*** DATASET ENTRIES ***

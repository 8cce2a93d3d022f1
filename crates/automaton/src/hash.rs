//! Counter-based hashing for reseeding.
//!
//! The same mixing runs in the GPU interaction shader, so a reseed at a given
//! frame produces the same colors on both pipelines.

use crate::grid::{Rgb, CHANNELS};

const X_SALT: u32 = 0x9e37_79b9;

/// lowbias32 integer finalizer.
#[inline]
pub fn mix32(mut x: u32) -> u32 {
    x ^= x >> 16;
    x = x.wrapping_mul(0x7feb_352d);
    x ^= x >> 15;
    x = x.wrapping_mul(0x846c_a68b);
    x ^= x >> 16;
    x
}

/// Hash of one cell channel at one frame. Only the low 32 bits of the frame
/// take part.
#[inline]
pub fn cell_hash(x: u32, y: u32, frame: u64, channel: u32) -> u32 {
    let mut h = mix32(x ^ X_SALT);
    h = mix32(h ^ y);
    h = mix32(h ^ frame as u32);
    mix32(h ^ channel)
}

/// Maps a hash to `[0, 1)` using its top 24 bits.
#[inline]
pub fn unit_float(hash: u32) -> f32 {
    (hash >> 8) as f32 * (1.0 / 16_777_216.0)
}

pub fn random_color(x: u32, y: u32, frame: u64) -> Rgb {
    let mut color = [0.0; CHANNELS];
    for (channel, value) in color.iter_mut().enumerate() {
        *value = unit_float(cell_hash(x, y, frame, channel as u32));
    }
    color
}
use std::borrow::Cow;

use anyhow::Result;
use wgpu::naga::ShaderStage;

/// The three fragment passes of a frame.
#[derive(Debug, Clone, Copy, PartialEq, Eq)]
pub(crate) enum Pass {
    Interaction,
    Update,
    Present,
}

impl Pass {
    pub fn label(self) -> &'static str {
        match self {
            Pass::Interaction => "interaction",
            Pass::Update => "update",
            Pass::Present => "present",
        }
    }

    fn body(self) -> &'static str {
        match self {
            Pass::Interaction => INTERACTION_FRAGMENT,
            Pass::Update => UPDATE_FRAGMENT,
            Pass::Present => PRESENT_FRAGMENT,
        }
    }
}

/// Compiles the static full-screen triangle vertex shader.
pub(crate) fn compile_vertex_shader(device: &wgpu::Device) -> Result<wgpu::ShaderModule> {
    Ok(device.create_shader_module(wgpu::ShaderModuleDescriptor {
        label: Some("fullscreen triangle vertex"),
        source: wgpu::ShaderSource::Glsl {
            shader: Cow::Borrowed(VERTEX_SHADER_GLSL),
            stage: ShaderStage::Vertex,
            defines: &[],
        },
    }))
}

pub(crate) fn compile_fragment_shader(
    device: &wgpu::Device,
    pass: Pass,
) -> Result<wgpu::ShaderModule> {
    let source = fragment_source(pass);
    tracing::trace!(pass = pass.label(), bytes = source.len(), "compiling fragment pass");
    Ok(device.create_shader_module(wgpu::ShaderModuleDescriptor {
        label: Some(pass.label()),
        source: wgpu::ShaderSource::Glsl {
            shader: Cow::Owned(source),
            stage: ShaderStage::Fragment,
            defines: &[],
        },
    }))
}

/// Prepends the shared bindings and helpers to a pass body.
pub(crate) fn fragment_source(pass: Pass) -> String {
    format!("{HEADER}\n{body}", body = pass.body())
}

/// Bindings and helpers shared by every pass.
///
/// `SimParams` must match `SimUniforms` in `gpu/uniforms.rs`; `mix32` and
/// `random_color` must match `automaton::hash`.
const HEADER: &str = r"#version 450
layout(location = 0) in vec2 v_uv;
layout(location = 0) out vec4 outColor;

layout(std140, set = 0, binding = 0) uniform SimParams {
    vec4 resolution;
    vec4 pointer;
    vec4 brush;
    vec4 birth;
    vec4 survival;
    vec4 kernel;
    uvec4 counters;
    vec4 color_mix[3];
} sim;

layout(set = 0, binding = 1) uniform texture2D state_texture;
layout(set = 0, binding = 2) uniform texture2D kernel_texture;
layout(set = 0, binding = 3) uniform sampler point_sampler;

ivec2 grid_size() {
    return ivec2(sim.resolution.xy);
}

ivec2 cell_coord() {
    return ivec2(gl_FragCoord.xy);
}

vec3 fetch_state(ivec2 cell) {
    return texelFetch(sampler2D(state_texture, point_sampler), cell, 0).rgb;
}

uint mix32(uint x) {
    x ^= x >> 16u;
    x *= 0x7feb352du;
    x ^= x >> 15u;
    x *= 0x846ca68bu;
    x ^= x >> 16u;
    return x;
}

float unit_float(uint h) {
    return float(h >> 8u) * (1.0 / 16777216.0);
}

vec3 random_color(uvec2 cell, uint frame) {
    uint base = mix32(mix32(mix32(cell.x ^ 0x9e3779b9u) ^ cell.y) ^ frame);
    return vec3(
        unit_float(mix32(base ^ 0u)),
        unit_float(mix32(base ^ 1u)),
        unit_float(mix32(base ^ 2u))
    );
}
";

/// Brush, then reseed, then clear; later edits win.
const INTERACTION_FRAGMENT: &str = r"void main() {
    ivec2 cell = cell_coord();
    vec3 value = fetch_state(cell);

    if (sim.pointer.z > 0.5) {
        vec2 d = vec2(cell) - sim.pointer.xy;
        float radius = max(sim.pointer.w, 0.0);
        if (dot(d, d) <= radius * radius) {
            value = sim.brush.rgb;
        }
    }
    if (sim.counters.z != 0u) {
        value = random_color(uvec2(cell), sim.counters.x);
    }
    if (sim.counters.w != 0u) {
        value = vec3(0.0);
    }

    outColor = vec4(value, 1.0);
}
";

const UPDATE_FRAGMENT: &str = r"float smoothstep_safe(float e0, float e1, float x) {
    float t = clamp((x - e0) / (e1 - e0), 0.0, 1.0);
    return t * t * (3.0 - 2.0 * t);
}

float bump(float lo, float hi, float soft, float x) {
    return smoothstep_safe(lo, lo + soft, x) * (1.0 - smoothstep_safe(hi - soft, hi, x));
}

float lobe(vec3 interval, float x) {
    float lo = interval.x;
    float hi = interval.y;
    if (!(hi > lo)) {
        return 0.0;
    }
    float width = hi - lo;
    float soft = clamp(interval.z, 0.001, 1.0) * width / 2.0;
    return bump(lo, hi, soft, x)
        - bump(lo - width, lo, soft, x)
        - bump(hi, hi + width, soft, x);
}

float growth(float n, float m) {
    float alive = isnan(m) ? 0.0 : clamp(m, 0.0, 1.0);
    return (1.0 - alive) * lobe(sim.birth.xyz, n) + alive * lobe(sim.survival.xyz, n);
}

float integrate(float previous, float rate) {
    float delta = sim.brush.w * rate;
    if (isnan(delta) || isinf(delta)) {
        delta = 0.0;
    }
    float next = previous + delta;
    return isnan(next) ? 0.0 : clamp(next, 0.0, 1.0);
}

void main() {
    ivec2 size = grid_size();
    ivec2 cell = cell_coord();
    int reach = int(sim.counters.y);
    ivec2 lift = size * (reach / max(min(size.x, size.y), 1) + 1);

    vec3 ring = vec3(0.0);
    vec3 core = vec3(0.0);
    for (int dy = -reach; dy <= reach; dy++) {
        for (int dx = -reach; dx <= reach; dx++) {
            vec2 w = texelFetch(sampler2D(kernel_texture, point_sampler), ivec2(dx + reach, dy + reach), 0).xy;
            if (w.x <= 0.0 && w.y <= 0.0) {
                continue;
            }
            ivec2 source = (cell + ivec2(dx, dy) + lift) % size;
            vec3 v = fetch_state(source);
            ring += w.x * v;
            core += w.y * v;
        }
    }
    ring = sim.kernel.x > 0.0 ? ring / sim.kernel.x : vec3(0.0);
    core = sim.kernel.y > 0.0 ? core / sim.kernel.y : vec3(0.0);

    vec3 previous = fetch_state(cell);
    vec3 m = sim.kernel.z > 0.5 ? core : previous;
    vec3 g = vec3(growth(ring.r, m.r), growth(ring.g, m.g), growth(ring.b, m.b));
    vec3 coupled = vec3(
        dot(sim.color_mix[0].xyz, g),
        dot(sim.color_mix[1].xyz, g),
        dot(sim.color_mix[2].xyz, g)
    );

    outColor = vec4(
        integrate(previous.r, coupled.r),
        integrate(previous.g, coupled.g),
        integrate(previous.b, coupled.b),
        1.0
    );
}
";

/// Nearest-neighbour upscale of the grid onto the surface.
const PRESENT_FRAGMENT: &str = r"void main() {
    ivec2 size = grid_size();
    vec2 scale = sim.resolution.xy / sim.resolution.zw;
    ivec2 cell = clamp(ivec2(gl_FragCoord.xy * scale), ivec2(0), size - 1);
    outColor = vec4(fetch_state(cell), 1.0);
}
";

/// Minimal full-screen triangle vertex shader.
const VERTEX_SHADER_GLSL: &str = r"#version 450
layout(location = 0) out vec2 v_uv;

const vec2 positions[3] = vec2[3](
    vec2(-1.0, -3.0),
    vec2(3.0, 1.0),
    vec2(-1.0, 1.0)
);

void main() {
    uint vertex_index = uint(gl_VertexIndex);
    vec2 pos = positions[vertex_index];
    v_uv = pos * 0.5 + vec2(0.5, 0.5);
    gl_Position = vec4(pos, 0.0, 1.0);
}
";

*** End of DATASET ENTRIES ***

YOUR OBJECTIVE >> Copy each line of the entries that includes the word "Some".

RESULT BELOW >>
        label: Some("fullscreen triangle vertex"),
        label: Some(pass.label()),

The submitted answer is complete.